Du 13 au 14 avril 43, Ferguson loge chez Lucien COLLIN. Selon le récit de Simone LAMQUIN, la seule survivante de l'équipe de Lambert SPANOGHE à Hasselt (qui sera arrêté le 10 juin 1943), Ferguson y fait les corrections voulues à la fiche de Stanley Moore. Il y remet un message de "l'oiseau bleu" (une demande d'émettre un message sur les ondes moyennes) et donne des détails sur son équipage : Moore, Ferguson, Tolson, Bugg, Wally Moore, Ellis, Chesterman. Le lendemain, Mme COLLIN demande à Lambert SPANOGHE ce qu’elle doit faire pour ce message de "l'oiseau bleu" (remis par l'agent de MOBERS à Ferguson pour qu'il l'emporte à Londres). SPANOGHE lui défend de l'emporter.

Le 14 avril 43 au matin, Ferguson est habillé de pied en cap et est guidé par Clémentine COLLIN-LUCAS de Hasselt chez Fernando RADELET à Bruxelles. Ils prennent le train de midi vers Louvain et ensuite le tram vicinal jusque Bruxelles. RADELET le prend en charge à un café (Le Cap Nord) devant la gare du Nord. Le 15 avril, Lucien COLLIN refuse de payer le logement de Ferguson à MOBERS car le paysan Joseph BROUNS avait reçu le paquetage de survie de Ferguson et ne lui avait donné en échange qu’un vêtement sans valeur.

Ferguson est alors logé du 14 au 29 avril chez Isabelle ANSPACH Vve PAULI au 30 Rue de Naples à Ixelles où il y retrouve Stanley Moore.

Chez Isabelle PAULI, ils reçoivent des vêtements supplémentaires.
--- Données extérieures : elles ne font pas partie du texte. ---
//! LogPanel component — collapsible log viewer.
//!
//! Shows one line (most recent log) when collapsed; expands to full panel.
//! Handles its own scroll state.

use ratatui::crossterm::event::{KeyCode, KeyEvent, KeyEventKind};
use ratatui::{
    layout::Rect,
    style::Style,
    text::{Line, Span},
    widgets::{Clear, Paragraph, Wrap},
    Frame,
};

use crate::{
    action::{Action, ComponentId},
    app_state::AppState,
    component::Component,
    theme::{C_MUTED, C_SECONDARY},
    widgets::pane_chrome,
};

pub struct LogPanel {
    pub expanded: bool,
    pub scroll: usize,
    /// Track last log count to detect new entries for auto-scroll
    last_log_count: usize,
}

impl LogPanel {
    pub fn new() -> Self {
        Self {
            expanded: false,
            scroll: 0,
            last_log_count: 0,
        }
    }

    pub fn toggle(&mut self) {
        self.expanded = !self.expanded;
        if self.expanded {
            // Jump to bottom on open
            self.scroll = usize::MAX;
        }
    }
}

impl Component for LogPanel {
    fn id(&self) -> ComponentId {
        ComponentId::LogPanel
    }

    fn handle_key(&mut self, key: KeyEvent, _state: &AppState) -> Vec<Action> {
        if key.kind == KeyEventKind::Release || !self.expanded {
            return vec![];
        }
        match key.code {
            KeyCode::Up | KeyCode::Char('k') => {
                self.scroll = self.scroll.saturating_sub(1);
            }
            KeyCode::Down | KeyCode::Char('j') => {
                // scroll may hold the jump-to-bottom sentinel (usize::MAX);
                // draw clamps it, but only once there are lines to clamp to.
                self.scroll = self.scroll.saturating_add(1);
            }
            KeyCode::PageUp => {
                self.scroll = self.scroll.saturating_sub(10);
            }
            KeyCode::PageDown => {
                self.scroll = self.scroll.saturating_add(10);
            }
            KeyCode::Home | KeyCode::Char('g') => {
                self.scroll = 0;
            }
            KeyCode::End | KeyCode::Char('G') => {
                self.scroll = usize::MAX;
            }
            _ => {}
        }
        vec![]
    }

    fn on_action(&mut self, action: &Action, _state: &AppState) -> Vec<Action> {
        if let Action::ToggleLogs = action {
            self.toggle();
        }
        vec![]
    }

    fn min_height(&self) -> u16 {
        1
    }

    fn draw(&mut self, frame: &mut Frame, area: Rect, focused: bool, state: &AppState) {
        if area.height == 0 {
            return;
        }
        frame.render_widget(Clear, area);

        if !self.expanded || area.height <= 1 {
            // Collapsed: single-line summary, no border
            // Session events (reconnects, copy feedback) over file tail.
            let last = state
                .logs
                .last()
                .or_else(|| state.log_file_lines.last())
                .map(|s| compact_log_line(s))
                .unwrap_or_else(|| "(no log)".to_string());
            frame.render_widget(
                Paragraph::new(Line::from(vec![
                    Span::styled(" log ", Style::default().fg(C_MUTED)),
                    Span::styled(last, Style::default().fg(C_SECONDARY)),
                ])),
                area,
            );
            return;
        }

        // Expanded: pane_chrome border + log content
        let block = pane_chrome("log", Some('3'), focused, None);
        let inner = block.inner(area);
        frame.render_widget(block, area);

        let logs = &state.log_file_lines;
        let height = inner.height as usize;
        let log_count = logs.len();

        // Auto-scroll to bottom if new logs arrived and we were at bottom
        if log_count > self.last_log_count {
            let max_scroll = log_count.saturating_sub(height);
            if self.scroll >= max_scroll.saturating_sub(1) {
                self.scroll = usize::MAX;
            }
            self.last_log_count = log_count;
        }

        if logs.is_empty() {
            frame.render_widget(
                Paragraph::new(Span::styled(
                    "  no log entries yet",
                    Style::default().fg(C_MUTED),
                )),
                inner,
            );
            return;
        }

        // Clamp scroll — newest last (scroll 0 = top = oldest)
        let max_scroll = log_count.saturating_sub(height);
        if self.scroll > max_scroll {
            self.scroll = max_scroll;
        }

        let lines: Vec<Line> = logs
            .iter()
            .skip(self.scroll)
            .take(height)
            .map(|msg| {
                Line::from(vec![
                    Span::raw("  "),
                    Span::styled(compact_log_line(msg), Style::default().fg(C_MUTED)),
                ])
            })
            .collect();

        frame.render_widget(Paragraph::new(lines).wrap(Wrap { trim: false }), inner);
    }
}

// ── Log line formatting ───────────────────────────────────────────────────────

fn compact_log_line(raw: &str) -> String {
    let clean = strip_ansi(raw).trim().to_string();
    let mut rest = clean.as_str();
    let mut head: Vec<String> = Vec::new();

    // Try to parse a leading RFC3339 timestamp
    if let Some((tok, rem)) = split_first_token(rest) {
        if let Some(ts) = compact_timestamp(tok) {
            head.push(ts);
            rest = rem.trim_start();
        }
    }

    // Try to strip a log level
    if let Some((tok, rem)) = split_first_token(rest) {
        let upper = tok.to_ascii_uppercase();
        if matches!(upper.as_str(), "TRACE" | "DEBUG" | "INFO" | "WARN" | "ERROR") {
            head.push(upper);
            rest = rem.trim_start();
        }
    }

    // Strip a module path prefix like "foo::bar: "
    if let Some((left, msg)) = rest.split_once(": ") {
        if !left.is_empty()
            && left.len() <= 48
            && left
                .chars()
                .all(|c| c.is_ascii_alphanumeric() || matches!(c, '_' | ':' | '.' | '-'))
        {
            rest = msg.trim_start();
        }
    }

    if head.is_empty() {
        rest.to_string()
    } else if rest.is_empty() {
        head.join(" ")
    } else {
        format!("{} {}", head.join(" "), rest)
    }
}

fn compact_timestamp(token: &str) -> Option<String> {
    let dt = chrono::DateTime::parse_from_rfc3339(token).ok()?;
    let local = dt.with_timezone(&chrono::Local);
    let fmt = if local.date_naive() == chrono::Local::now().date_naive() {
        "%H:%M:%S"
    } else {
        "%m-%d %H:%M"
    };
    Some(local.format(fmt).to_string())
}

fn split_first_token(s: &str) -> Option<(&str, &str)> {
    let mut parts = s.splitn(2, char::is_whitespace);
    let first = parts.next()?.trim();
    if first.is_empty() {
        return None;
    }
    Some((first, parts.next().unwrap_or("")))
}

fn strip_ansi(s: &str) -> String {
    let mut out = String::with_capacity(s.len());
    let mut in_escape = false;
    for ch in s.chars() {
        if in_escape {
            if ('@'..='~').contains(&ch) {
                in_escape = false;
            }
            continue;
        }
        if ch == '\u{1b}' {
            in_escape = true;
            continue;
        }
        out.push(ch);
    }
    out
}

#[cfg(test)]
mod tests {
    use super::*;

    #[test]
    fn compact_strips_level_and_module_path() {
        let line = compact_log_line("INFO kirtan_tui::core: PlayerCore: starting event loop");
        assert_eq!(line, "INFO PlayerCore: starting event loop");
    }

    #[test]
    fn compact_passes_plain_text_through() {
        assert_eq!(compact_log_line("reconnecting (attempt 2)"), "reconnecting (attempt 2)");
    }

    #[test]
    fn scroll_keys_tolerate_bottom_sentinel_before_first_clamp() {
        // Opening the panel sets scroll = usize::MAX; if the log file is
        // empty (RUST_LOG=off, unreadable file) draw never clamps it, so
        // the scroll keys must not overflow past the sentinel.
        let state = AppState::new("https://example.net/".into(), std::path::PathBuf::new());
        let mut panel = LogPanel::new();
        panel.toggle();
        assert_eq!(panel.scroll, usize::MAX);

        for code in [KeyCode::Down, KeyCode::PageDown, KeyCode::Char('j')] {
            panel.handle_key(KeyEvent::from(code), &state);
            assert_eq!(panel.scroll, usize::MAX);
        }

        panel.handle_key(KeyEvent::from(KeyCode::Up), &state);
        assert_eq!(panel.scroll, usize::MAX - 1);
    }
}
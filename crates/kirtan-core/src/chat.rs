//! Chat log types — an append-only ordered sequence of messages.

use serde::{Deserialize, Serialize};

/// Opening message seeded into every fresh chat log.
pub const GREETING: &str = "Waheguru Ji Ka Khalsa, Waheguru Ji Ki Fateh. I am your companion. \
     Feel free to ask me about Sikhism, the Golden Temple, or Gurbani concepts.";

/// Starter prompts offered while the conversation is still short.
pub const INITIAL_QUESTIONS: [&str; 4] = [
    "What is the significance of Darbar Sahib?",
    "Tell me about the history of Amritsar.",
    "What is Hukamnama?",
    "Who founded the Golden Temple?",
];

/// Starter prompts are hidden once the log reaches this many entries.
pub const SUGGESTIONS_CUTOFF: usize = 3;

#[derive(Debug, Clone, Copy, Serialize, Deserialize, PartialEq, Eq)]
pub enum ChatRole {
    User,
    Model,
}

/// One chat bubble.  Never mutated after insertion.
#[derive(Debug, Clone, Serialize, Deserialize)]
pub struct ChatMessage {
    pub role: ChatRole,
    pub text: String,
    #[serde(default)]
    pub is_error: bool,
    pub at: chrono::DateTime<chrono::Local>,
}

impl ChatMessage {
    pub fn user(text: impl Into<String>) -> Self {
        Self {
            role: ChatRole::User,
            text: text.into(),
            is_error: false,
            at: chrono::Local::now(),
        }
    }

    pub fn model(text: impl Into<String>) -> Self {
        Self {
            role: ChatRole::Model,
            text: text.into(),
            is_error: false,
            at: chrono::Local::now(),
        }
    }

    pub fn model_error(text: impl Into<String>) -> Self {
        Self {
            is_error: true,
            ..Self::model(text)
        }
    }
}

/// Ordered chat history, retained for the lifetime of the chat view.
/// Entries can only be appended; there is deliberately no mutation API.
#[derive(Debug, Clone, Default)]
pub struct ChatLog {
    entries: Vec<ChatMessage>,
}

impl ChatLog {
    pub fn new() -> Self {
        Self::default()
    }

    pub fn push(&mut self, msg: ChatMessage) {
        self.entries.push(msg);
    }

    pub fn iter(&self) -> impl Iterator<Item = &ChatMessage> {
        self.entries.iter()
    }

    pub fn len(&self) -> usize {
        self.entries.len()
    }

    pub fn is_empty(&self) -> bool {
        self.entries.is_empty()
    }

    /// Most recent non-error assistant reply, if any.
    pub fn last_reply(&self) -> Option<&ChatMessage> {
        self.entries
            .iter()
            .rev()
            .find(|m| m.role == ChatRole::Model && !m.is_error)
    }
}

/// True when the text carries nothing worth sending.  Whitespace-only input
/// produces no chat entry and no service call.
pub fn is_blank(text: &str) -> bool {
    text.trim().is_empty()
}

#[cfg(test)]
mod tests {
    use super::*;

    #[test]
    fn blank_detection() {
        assert!(is_blank(""));
        assert!(is_blank("   \t\n"));
        assert!(!is_blank(" hukamnama "));
    }

    #[test]
    fn last_reply_skips_error_entries() {
        let mut log = ChatLog::new();
        log.push(ChatMessage::model("welcome"));
        log.push(ChatMessage::user("question"));
        log.push(ChatMessage::model_error("fallback"));
        assert_eq!(log.last_reply().unwrap().text, "welcome");
        assert_eq!(log.len(), 3);
    }
}
//! Shared render helpers — standardized bordered pane with focus styling.

use ratatui::{
    style::{Color, Modifier, Style},
    text::{Line, Span},
    widgets::{Block, Borders},
};

use crate::theme::{style_focused_border, style_unfocused_border, C_HINT, C_MUTED, C_PRIMARY};

/// A badge shown in the top-right of the pane header (e.g., "LIVE", "OFFLINE").
pub struct Badge<'a> {
    pub text: &'a str,
    pub color: Color,
}

/// Renders a bordered pane with consistent focus styling and optional badge.
pub fn pane_chrome<'a>(
    title: &'a str,
    number_key: Option<char>,
    focused: bool,
    badge: Option<Badge<'a>>,
) -> Block<'a> {
    let border_style = if focused {
        style_focused_border()
    } else {
        style_unfocused_border()
    };

    let title_style = if focused {
        Style::default().fg(C_PRIMARY).add_modifier(Modifier::BOLD)
    } else {
        Style::default().fg(C_MUTED)
    };

    // Build title spans: "[N] title"
    let mut title_spans = Vec::new();
    if let Some(key) = number_key {
        title_spans.push(Span::styled(
            format!("[{}] ", key),
            Style::default().fg(C_HINT),
        ));
    }
    title_spans.push(Span::styled(title, title_style));

    let block = Block::default()
        .borders(Borders::ALL)
        .border_style(border_style)
        .title(Line::from(title_spans));

    if let Some(b) = badge {
        block.title_top(
            Line::from(Span::styled(
                format!(" {} ", b.text),
                Style::default().fg(b.color).add_modifier(Modifier::BOLD),
            ))
            .right_aligned(),
        )
    } else {
        block
    }
}
//! Component trait — the interface every UI panel implements.
//!
//! Design principles:
//! - Components are self-contained: they own their state and render themselves.
//! - Components receive `AppState` (read-only) for data they don't own.
//! - Components produce `Vec<Action>` — they never mutate shared state directly.
//! - The App event-loop dispatches those actions to the appropriate targets.

use ratatui::crossterm::event::KeyEvent;
use ratatui::{layout::Rect, Frame};

use crate::action::{Action, ComponentId};
use crate::app_state::AppState;

/// The trait every focusable panel implements.
pub trait Component {
    /// Which component is this?
    fn id(&self) -> ComponentId;

    /// Handle a key event. Returns actions to be dispatched.
    /// Only called when this component has focus (or for global keys).
    fn handle_key(&mut self, key: KeyEvent, state: &AppState) -> Vec<Action>;

    /// Receive an action dispatched by the App.
    /// Components can react to actions even when not focused.
    fn on_action(&mut self, _action: &Action, _state: &AppState) -> Vec<Action> {
        Vec::new()
    }

    /// Render the component into `area`.
    fn draw(&mut self, frame: &mut Frame, area: Rect, focused: bool, state: &AppState);

    /// The minimum height required to render meaningfully.
    fn min_height(&self) -> u16 {
        3
    }
}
Fernando RADELET leur rend visite et leur explique qu'il a environ soixante évadés dans sa ligne.

Le 29 à 23h20, Fernando et une femme (Hortense WEETS, épouse de Charles DELLOYE) prennent Moore et Ferguson en charge jusqu'à la gare du Nord avec le Fl/Lt Wilfred Murphy, un "Sgt inconnu", qui est Archie Cowe et deux Polonais. Il s'agit de Marian Majewski (Offlag IIB) et Jan Zallas (Offlag VIIB), deux officiers d’artillerie, évadés d'Allemagne et aidés eux aussi, entre autres, par Lucien COLLIN.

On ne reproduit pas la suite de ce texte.